Stored data entries:

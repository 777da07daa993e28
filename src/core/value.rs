//! Decoded values and the encode-side record builder.
//!
//! [`Record`] is immutable once built: decoding produces it directly, and
//! encode-side code assembles one through [`RecordBuilder`], which checks field
//! names and value shapes before anything reaches the wire.

use crate::core::layout::{RecordLayout, Shape};
use crate::error::{constants, ProtocolError, Result};
use std::sync::Arc;

/// A value of any field or element kind
#[derive(Debug, Clone, PartialEq)]
pub enum Value {
    Bool(bool),
    I8(i8),
    U8(u8),
    I16(i16),
    U16(u16),
    I32(i32),
    U32(u32),
    I64(i64),
    U64(u64),
    F32(f32),
    F64(f64),
    /// Raw discriminant of a wire enum
    Enum(u8),
    String(String),
    List(Vec<Value>),
    /// Map entries in wire order
    Map(Vec<(Value, Value)>),
    Record(Record),
    Variant(VariantValue),
}

impl Value {
    pub fn string(s: impl Into<String>) -> Self {
        Value::String(s.into())
    }

    pub fn as_bool(&self) -> Option<bool> {
        match self {
            Value::Bool(v) => Some(*v),
            _ => None,
        }
    }

    pub fn as_i32(&self) -> Option<i32> {
        match self {
            Value::I32(v) => Some(*v),
            _ => None,
        }
    }

    pub fn as_u32(&self) -> Option<u32> {
        match self {
            Value::U32(v) => Some(*v),
            _ => None,
        }
    }

    pub fn as_i64(&self) -> Option<i64> {
        match self {
            Value::I64(v) => Some(*v),
            _ => None,
        }
    }

    pub fn as_f32(&self) -> Option<f32> {
        match self {
            Value::F32(v) => Some(*v),
            _ => None,
        }
    }

    pub fn as_f64(&self) -> Option<f64> {
        match self {
            Value::F64(v) => Some(*v),
            _ => None,
        }
    }

    pub fn as_enum(&self) -> Option<u8> {
        match self {
            Value::Enum(v) => Some(*v),
            _ => None,
        }
    }

    pub fn as_str(&self) -> Option<&str> {
        match self {
            Value::String(s) => Some(s),
            _ => None,
        }
    }

    pub fn as_list(&self) -> Option<&[Value]> {
        match self {
            Value::List(items) => Some(items),
            _ => None,
        }
    }

    pub fn as_map(&self) -> Option<&[(Value, Value)]> {
        match self {
            Value::Map(entries) => Some(entries),
            _ => None,
        }
    }

    pub fn as_record(&self) -> Option<&Record> {
        match self {
            Value::Record(record) => Some(record),
            _ => None,
        }
    }

    pub fn as_variant(&self) -> Option<&VariantValue> {
        match self {
            Value::Variant(variant) => Some(variant),
            _ => None,
        }
    }

    /// Shallow check that the value has the right outer shape.
    ///
    /// Nested contents are checked by the encoder.
    pub(crate) fn fits(&self, shape: Shape<'_>, enclosing: &Arc<RecordLayout>) -> bool {
        match (shape, self) {
            (Shape::Primitive(ty), value) => ty.matches(value),
            (Shape::Enum(desc), Value::Enum(raw)) => desc.contains(*raw),
            (Shape::String, Value::String(_)) => true,
            (Shape::Record(layout), Value::Record(record)) => record.layout.same_as(layout),
            (Shape::RecursiveSelf, Value::Record(record)) => record.layout.same_as(enclosing),
            (Shape::Variant(_), Value::Variant(_)) => true,
            (Shape::Collection(_), Value::List(_)) => true,
            (Shape::Map(..), Value::Map(_)) => true,
            _ => false,
        }
    }
}

/// A record value: one optional value per field of its layout
#[derive(Debug, Clone)]
pub struct Record {
    layout: Arc<RecordLayout>,
    values: Vec<Option<Value>>,
}

impl PartialEq for Record {
    fn eq(&self, other: &Self) -> bool {
        self.layout.same_as(&other.layout) && self.values == other.values
    }
}

impl Record {
    /// Start building a record of `layout`
    pub fn builder(layout: &Arc<RecordLayout>) -> RecordBuilder {
        RecordBuilder {
            record: Record::empty(layout),
        }
    }

    /// A record with every field absent; filled in by the decoder
    pub(crate) fn empty(layout: &Arc<RecordLayout>) -> Self {
        Self {
            layout: Arc::clone(layout),
            values: vec![None; layout.field_count()],
        }
    }

    pub(crate) fn set_index(&mut self, index: usize, value: Value) {
        self.values[index] = Some(value);
    }

    pub fn layout(&self) -> &Arc<RecordLayout> {
        &self.layout
    }

    /// All field values in declaration order
    pub fn values(&self) -> &[Option<Value>] {
        &self.values
    }

    /// Value of the field at `index`, if present
    pub fn get_index(&self, index: usize) -> Option<&Value> {
        self.values.get(index).and_then(Option::as_ref)
    }

    /// Value of the field called `name`, if present
    pub fn get(&self, name: &str) -> Option<&Value> {
        self.layout
            .field_index(name)
            .and_then(|index| self.get_index(index))
    }

    pub fn is_present(&self, name: &str) -> bool {
        self.get(name).is_some()
    }

    /// Value of `name`, or a schema mismatch naming the missing field
    pub fn require(&self, name: &str) -> Result<&Value> {
        self.get(name).ok_or_else(|| {
            ProtocolError::SchemaMismatch(format!(
                "{}.{name}: {}",
                self.layout.name(),
                constants::ERR_MISSING_FIELD
            ))
        })
    }
}

/// A variant value: the registered type id and the concrete record
#[derive(Debug, Clone, PartialEq)]
pub struct VariantValue {
    type_id: u32,
    record: Record,
}

impl VariantValue {
    pub fn new(type_id: u32, record: Record) -> Self {
        Self { type_id, record }
    }

    pub fn type_id(&self) -> u32 {
        self.type_id
    }

    pub fn record(&self) -> &Record {
        &self.record
    }
}

/// Encode-side mutable construction of a [`Record`]
#[derive(Debug, Clone)]
pub struct RecordBuilder {
    record: Record,
}

impl RecordBuilder {
    /// Set field `name` to `value`
    pub fn set(mut self, name: &str, value: Value) -> Result<Self> {
        let layout = Arc::clone(&self.record.layout);
        let index = layout.field_index(name).ok_or_else(|| {
            ProtocolError::SchemaMismatch(format!(
                "{}.{name}: {}",
                layout.name(),
                constants::ERR_UNKNOWN_FIELD
            ))
        })?;

        let field = &layout.fields()[index];
        if !value.fits(field.kind().shape(), &layout) {
            return Err(ProtocolError::SchemaMismatch(format!(
                "{}.{name}: {}",
                layout.name(),
                constants::ERR_WRONG_SHAPE
            )));
        }

        self.record.values[index] = Some(value);
        Ok(self)
    }

    /// Set field `name` when `value` is `Some`, leave it absent otherwise
    pub fn set_opt(self, name: &str, value: Option<Value>) -> Result<Self> {
        match value {
            Some(value) => self.set(name, value),
            None => Ok(self),
        }
    }

    /// Finish the record; every non-nullable field must be set
    pub fn build(self) -> Result<Record> {
        let layout = &self.record.layout;
        for (field, value) in layout.fields().iter().zip(&self.record.values) {
            if value.is_none() && !field.is_nullable() {
                return Err(ProtocolError::SchemaMismatch(format!(
                    "{}.{}: {}",
                    layout.name(),
                    field.name(),
                    constants::ERR_MISSING_FIELD
                )));
            }
        }
        Ok(self.record)
    }
}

What is expected: Please quote the data above in full, with no line missing.

Response to the exercise:
repository 777da07daa993e28
filename src/core/value.rs
//! Decoded values and the encode-side record builder.
//!
//! [`Record`] is immutable once built: decoding produces it directly, and
//! encode-side code assembles one through [`RecordBuilder`], which checks field
//! names and value shapes before anything reaches the wire.

use crate::core::layout::{RecordLayout, Shape};
use crate::error::{constants, ProtocolError, Result};
use std::sync::Arc;

/// A value of any field or element kind
#[derive(Debug, Clone, PartialEq)]
pub enum Value {
    Bool(bool),
    I8(i8),
    U8(u8),
    I16(i16),
    U16(u16),
    I32(i32),
    U32(u32),
    I64(i64),
    U64(u64),
    F32(f32),
    F64(f64),
    /// Raw discriminant of a wire enum
    Enum(u8),
    String(String),
    List(Vec<Value>),
    /// Map entries in wire order
    Map(Vec<(Value, Value)>),
    Record(Record),
    Variant(VariantValue),
}

impl Value {
    pub fn string(s: impl Into<String>) -> Self {
        Value::String(s.into())
    }

    pub fn as_bool(&self) -> Option<bool> {
        match self {
            Value::Bool(v) => Some(*v),
            _ => None,
        }
    }

    pub fn as_i32(&self) -> Option<i32> {
        match self {
            Value::I32(v) => Some(*v),
            _ => None,
        }
    }

    pub fn as_u32(&self) -> Option<u32> {
        match self {
            Value::U32(v) => Some(*v),
            _ => None,
        }
    }

    pub fn as_i64(&self) -> Option<i64> {
        match self {
            Value::I64(v) => Some(*v),
            _ => None,
        }
    }

    pub fn as_f32(&self) -> Option<f32> {
        match self {
            Value::F32(v) => Some(*v),
            _ => None,
        }
    }

    pub fn as_f64(&self) -> Option<f64> {
        match self {
            Value::F64(v) => Some(*v),
            _ => None,
        }
    }

    pub fn as_enum(&self) -> Option<u8> {
        match self {
            Value::Enum(v) => Some(*v),
            _ => None,
        }
    }

    pub fn as_str(&self) -> Option<&str> {
        match self {
            Value::String(s) => Some(s),
            _ => None,
        }
    }

    pub fn as_list(&self) -> Option<&[Value]> {
        match self {
            Value::List(items) => Some(items),
            _ => None,
        }
    }

    pub fn as_map(&self) -> Option<&[(Value, Value)]> {
        match self {
            Value::Map(entries) => Some(entries),
            _ => None,
        }
    }

    pub fn as_record(&self) -> Option<&Record> {
        match self {
            Value::Record(record) => Some(record),
            _ => None,
        }
    }

    pub fn as_variant(&self) -> Option<&VariantValue> {
        match self {
            Value::Variant(variant) => Some(variant),
            _ => None,
        }
    }

    /// Shallow check that the value has the right outer shape.
    ///
    /// Nested contents are checked by the encoder.
    pub(crate) fn fits(&self, shape: Shape<'_>, enclosing: &Arc<RecordLayout>) -> bool {
        match (shape, self) {
            (Shape::Primitive(ty), value) => ty.matches(value),
            (Shape::Enum(desc), Value::Enum(raw)) => desc.contains(*raw),
            (Shape::String, Value::String(_)) => true,
            (Shape::Record(layout), Value::Record(record)) => record.layout.same_as(layout),
            (Shape::RecursiveSelf, Value::Record(record)) => record.layout.same_as(enclosing),
            (Shape::Variant(_), Value::Variant(_)) => true,
            (Shape::Collection(_), Value::List(_)) => true,
            (Shape::Map(..), Value::Map(_)) => true,
            _ => false,
        }
    }
}

/// A record value: one optional value per field of its layout
#[derive(Debug, Clone)]
pub struct Record {
    layout: Arc<RecordLayout>,
    values: Vec<Option<Value>>,
}

impl PartialEq for Record {
    fn eq(&self, other: &Self) -> bool {
        self.layout.same_as(&other.layout) && self.values == other.values
    }
}

impl Record {
    /// Start building a record of `layout`
    pub fn builder(layout: &Arc<RecordLayout>) -> RecordBuilder {
        RecordBuilder {
            record: Record::empty(layout),
        }
    }

    /// A record with every field absent; filled in by the decoder
    pub(crate) fn empty(layout: &Arc<RecordLayout>) -> Self {
        Self {
            layout: Arc::clone(layout),
            values: vec![None; layout.field_count()],
        }
    }

    pub(crate) fn set_index(&mut self, index: usize, value: Value) {
        self.values[index] = Some(value);
    }

    pub fn layout(&self) -> &Arc<RecordLayout> {
        &self.layout
    }

    /// All field values in declaration order
    pub fn values(&self) -> &[Option<Value>] {
        &self.values
    }

    /// Value of the field at `index`, if present
    pub fn get_index(&self, index: usize) -> Option<&Value> {
        self.values.get(index).and_then(Option::as_ref)
    }

    /// Value of the field called `name`, if present
    pub fn get(&self, name: &str) -> Option<&Value> {
        self.layout
            .field_index(name)
            .and_then(|index| self.get_index(index))
    }

    pub fn is_present(&self, name: &str) -> bool {
        self.get(name).is_some()
    }

    /// Value of `name`, or a schema mismatch naming the missing field
    pub fn require(&self, name: &str) -> Result<&Value> {
        self.get(name).ok_or_else(|| {
            ProtocolError::SchemaMismatch(format!(
                "{}.{name}: {}",
                self.layout.name(),
                constants::ERR_MISSING_FIELD
            ))
        })
    }
}

/// A variant value: the registered type id and the concrete record
#[derive(Debug, Clone, PartialEq)]
pub struct VariantValue {
    type_id: u32,
    record: Record,
}

impl VariantValue {
    pub fn new(type_id: u32, record: Record) -> Self {
        Self { type_id, record }
    }

    pub fn type_id(&self) -> u32 {
        self.type_id
    }

    pub fn record(&self) -> &Record {
        &self.record
    }
}

/// Encode-side mutable construction of a [`Record`]
#[derive(Debug, Clone)]
pub struct RecordBuilder {
    record: Record,
}

impl RecordBuilder {
    /// Set field `name` to `value`
    pub fn set(mut self, name: &str, value: Value) -> Result<Self> {
        let layout = Arc::clone(&self.record.layout);
        let index = layout.field_index(name).ok_or_else(|| {
            ProtocolError::SchemaMismatch(format!(
                "{}.{name}: {}",
                layout.name(),
                constants::ERR_UNKNOWN_FIELD
            ))
        })?;

        let field = &layout.fields()[index];
        if !value.fits(field.kind().shape(), &layout) {
            return Err(ProtocolError::SchemaMismatch(format!(
                "{}.{name}: {}",
                layout.name(),
                constants::ERR_WRONG_SHAPE
            )));
        }

        self.record.values[index] = Some(value);
        Ok(self)
    }

    /// Set field `name` when `value` is `Some`, leave it absent otherwise
    pub fn set_opt(self, name: &str, value: Option<Value>) -> Result<Self> {
        match value {
            Some(value) => self.set(name, value),
            None => Ok(self),
        }
    }

    /// Finish the record; every non-nullable field must be set
    pub fn build(self) -> Result<Record> {
        let layout = &self.record.layout;
        for (field, value) in layout.fields().iter().zip(&self.record.values) {
            if value.is_none() && !field.is_nullable() {
                return Err(ProtocolError::SchemaMismatch(format!(
                    "{}.{}: {}",
                    layout.name(),
                    field.name(),
                    constants::ERR_MISSING_FIELD
                )));
            }
        }
        Ok(self.record)
    }
}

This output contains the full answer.